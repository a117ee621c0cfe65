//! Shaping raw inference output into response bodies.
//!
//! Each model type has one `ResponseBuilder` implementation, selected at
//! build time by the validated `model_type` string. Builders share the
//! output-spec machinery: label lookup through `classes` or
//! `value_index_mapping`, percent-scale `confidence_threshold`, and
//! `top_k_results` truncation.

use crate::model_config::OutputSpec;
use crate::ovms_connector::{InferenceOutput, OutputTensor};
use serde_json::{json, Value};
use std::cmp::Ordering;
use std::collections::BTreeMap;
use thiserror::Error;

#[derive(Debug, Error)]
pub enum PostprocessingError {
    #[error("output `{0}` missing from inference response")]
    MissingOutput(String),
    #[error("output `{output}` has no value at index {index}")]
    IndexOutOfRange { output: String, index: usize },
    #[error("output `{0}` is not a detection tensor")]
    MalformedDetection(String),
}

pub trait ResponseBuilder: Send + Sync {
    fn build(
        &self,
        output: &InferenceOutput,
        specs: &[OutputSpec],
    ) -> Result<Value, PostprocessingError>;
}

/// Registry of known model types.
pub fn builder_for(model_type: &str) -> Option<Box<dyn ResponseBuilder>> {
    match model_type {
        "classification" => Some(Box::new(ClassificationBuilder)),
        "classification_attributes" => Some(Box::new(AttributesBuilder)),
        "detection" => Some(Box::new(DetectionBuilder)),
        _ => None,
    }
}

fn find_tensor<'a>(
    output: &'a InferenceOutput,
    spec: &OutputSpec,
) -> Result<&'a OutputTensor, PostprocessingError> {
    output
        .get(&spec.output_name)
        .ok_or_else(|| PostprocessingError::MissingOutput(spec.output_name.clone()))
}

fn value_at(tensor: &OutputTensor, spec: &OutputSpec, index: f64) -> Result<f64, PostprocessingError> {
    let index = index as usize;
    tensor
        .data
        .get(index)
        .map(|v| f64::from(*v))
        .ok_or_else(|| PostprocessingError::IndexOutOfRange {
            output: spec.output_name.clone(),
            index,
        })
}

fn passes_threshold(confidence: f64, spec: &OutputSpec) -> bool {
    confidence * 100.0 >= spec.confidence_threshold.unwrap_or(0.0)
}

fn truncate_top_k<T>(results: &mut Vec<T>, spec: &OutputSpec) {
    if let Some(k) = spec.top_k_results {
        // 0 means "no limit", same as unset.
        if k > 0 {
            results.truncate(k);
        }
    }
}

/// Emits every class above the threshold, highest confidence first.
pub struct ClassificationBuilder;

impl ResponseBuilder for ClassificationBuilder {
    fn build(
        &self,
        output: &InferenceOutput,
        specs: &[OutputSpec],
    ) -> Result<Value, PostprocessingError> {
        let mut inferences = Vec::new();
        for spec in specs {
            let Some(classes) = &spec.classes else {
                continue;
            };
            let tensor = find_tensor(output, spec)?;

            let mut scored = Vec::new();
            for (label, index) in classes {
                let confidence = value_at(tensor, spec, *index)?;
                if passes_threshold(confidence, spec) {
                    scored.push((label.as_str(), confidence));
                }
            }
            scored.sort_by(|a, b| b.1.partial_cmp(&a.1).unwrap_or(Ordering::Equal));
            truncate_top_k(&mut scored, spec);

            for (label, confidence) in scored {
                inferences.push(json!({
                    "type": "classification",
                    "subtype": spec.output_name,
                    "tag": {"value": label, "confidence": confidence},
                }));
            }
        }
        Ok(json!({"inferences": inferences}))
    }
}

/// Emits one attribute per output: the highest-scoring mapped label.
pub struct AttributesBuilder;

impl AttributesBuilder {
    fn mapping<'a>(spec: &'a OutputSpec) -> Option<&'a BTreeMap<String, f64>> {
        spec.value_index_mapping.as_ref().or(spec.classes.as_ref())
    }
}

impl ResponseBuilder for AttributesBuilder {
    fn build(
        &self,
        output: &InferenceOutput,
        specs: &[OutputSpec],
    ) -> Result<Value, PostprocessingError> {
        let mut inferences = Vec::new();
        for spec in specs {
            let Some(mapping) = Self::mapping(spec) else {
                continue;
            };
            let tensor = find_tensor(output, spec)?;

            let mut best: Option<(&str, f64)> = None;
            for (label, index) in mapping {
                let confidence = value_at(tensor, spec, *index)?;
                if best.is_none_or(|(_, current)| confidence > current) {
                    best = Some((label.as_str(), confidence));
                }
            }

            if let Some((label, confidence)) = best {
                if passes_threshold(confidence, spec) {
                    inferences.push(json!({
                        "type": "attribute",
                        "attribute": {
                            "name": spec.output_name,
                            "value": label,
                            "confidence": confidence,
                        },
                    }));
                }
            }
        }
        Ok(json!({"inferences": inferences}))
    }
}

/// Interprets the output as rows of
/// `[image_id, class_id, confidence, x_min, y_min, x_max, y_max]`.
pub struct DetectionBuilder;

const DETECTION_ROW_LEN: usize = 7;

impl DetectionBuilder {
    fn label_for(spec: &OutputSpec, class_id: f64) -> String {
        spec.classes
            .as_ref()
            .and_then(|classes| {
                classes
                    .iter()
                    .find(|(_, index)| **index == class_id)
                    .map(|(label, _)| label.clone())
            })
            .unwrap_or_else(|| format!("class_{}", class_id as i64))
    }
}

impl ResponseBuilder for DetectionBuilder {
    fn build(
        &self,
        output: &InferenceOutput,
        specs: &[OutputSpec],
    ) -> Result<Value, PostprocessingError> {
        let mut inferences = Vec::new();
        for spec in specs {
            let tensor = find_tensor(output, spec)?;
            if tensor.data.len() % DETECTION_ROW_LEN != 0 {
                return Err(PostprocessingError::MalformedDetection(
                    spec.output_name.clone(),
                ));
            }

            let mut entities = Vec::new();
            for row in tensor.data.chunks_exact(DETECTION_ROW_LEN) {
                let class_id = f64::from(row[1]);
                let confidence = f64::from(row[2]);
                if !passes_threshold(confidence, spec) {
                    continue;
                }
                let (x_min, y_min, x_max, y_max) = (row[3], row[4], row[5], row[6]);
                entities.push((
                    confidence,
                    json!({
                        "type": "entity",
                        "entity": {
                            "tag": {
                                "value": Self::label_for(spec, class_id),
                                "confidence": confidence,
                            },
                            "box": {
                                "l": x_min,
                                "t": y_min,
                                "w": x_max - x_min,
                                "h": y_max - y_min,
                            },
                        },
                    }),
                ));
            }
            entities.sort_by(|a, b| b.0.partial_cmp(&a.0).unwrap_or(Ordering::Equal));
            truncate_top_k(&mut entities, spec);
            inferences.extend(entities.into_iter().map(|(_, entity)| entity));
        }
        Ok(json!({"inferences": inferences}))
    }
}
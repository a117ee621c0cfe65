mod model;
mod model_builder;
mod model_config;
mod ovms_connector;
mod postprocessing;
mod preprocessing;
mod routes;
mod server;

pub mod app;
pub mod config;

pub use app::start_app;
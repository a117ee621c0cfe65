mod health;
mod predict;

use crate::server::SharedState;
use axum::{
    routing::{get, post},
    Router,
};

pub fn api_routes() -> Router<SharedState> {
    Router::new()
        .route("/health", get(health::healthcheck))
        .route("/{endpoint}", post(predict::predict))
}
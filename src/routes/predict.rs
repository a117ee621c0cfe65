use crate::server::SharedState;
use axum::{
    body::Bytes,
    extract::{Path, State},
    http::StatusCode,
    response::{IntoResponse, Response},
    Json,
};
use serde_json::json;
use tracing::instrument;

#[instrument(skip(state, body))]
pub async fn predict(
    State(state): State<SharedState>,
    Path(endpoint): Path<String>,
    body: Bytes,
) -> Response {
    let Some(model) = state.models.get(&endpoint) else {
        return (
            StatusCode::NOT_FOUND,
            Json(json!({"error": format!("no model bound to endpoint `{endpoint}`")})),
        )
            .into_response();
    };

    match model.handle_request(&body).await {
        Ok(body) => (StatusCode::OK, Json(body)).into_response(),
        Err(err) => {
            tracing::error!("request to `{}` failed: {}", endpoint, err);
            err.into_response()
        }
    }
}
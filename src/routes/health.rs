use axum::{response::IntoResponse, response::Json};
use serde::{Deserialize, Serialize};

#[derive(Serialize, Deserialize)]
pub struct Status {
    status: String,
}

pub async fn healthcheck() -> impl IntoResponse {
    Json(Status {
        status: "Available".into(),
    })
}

____

Work required: Every line of the entries above that holds "DetectionBuilder" should be copied out.

Answer area:
        "detection" => Some(Box::new(DetectionBuilder)),
pub struct DetectionBuilder;
impl DetectionBuilder {
impl ResponseBuilder for DetectionBuilder {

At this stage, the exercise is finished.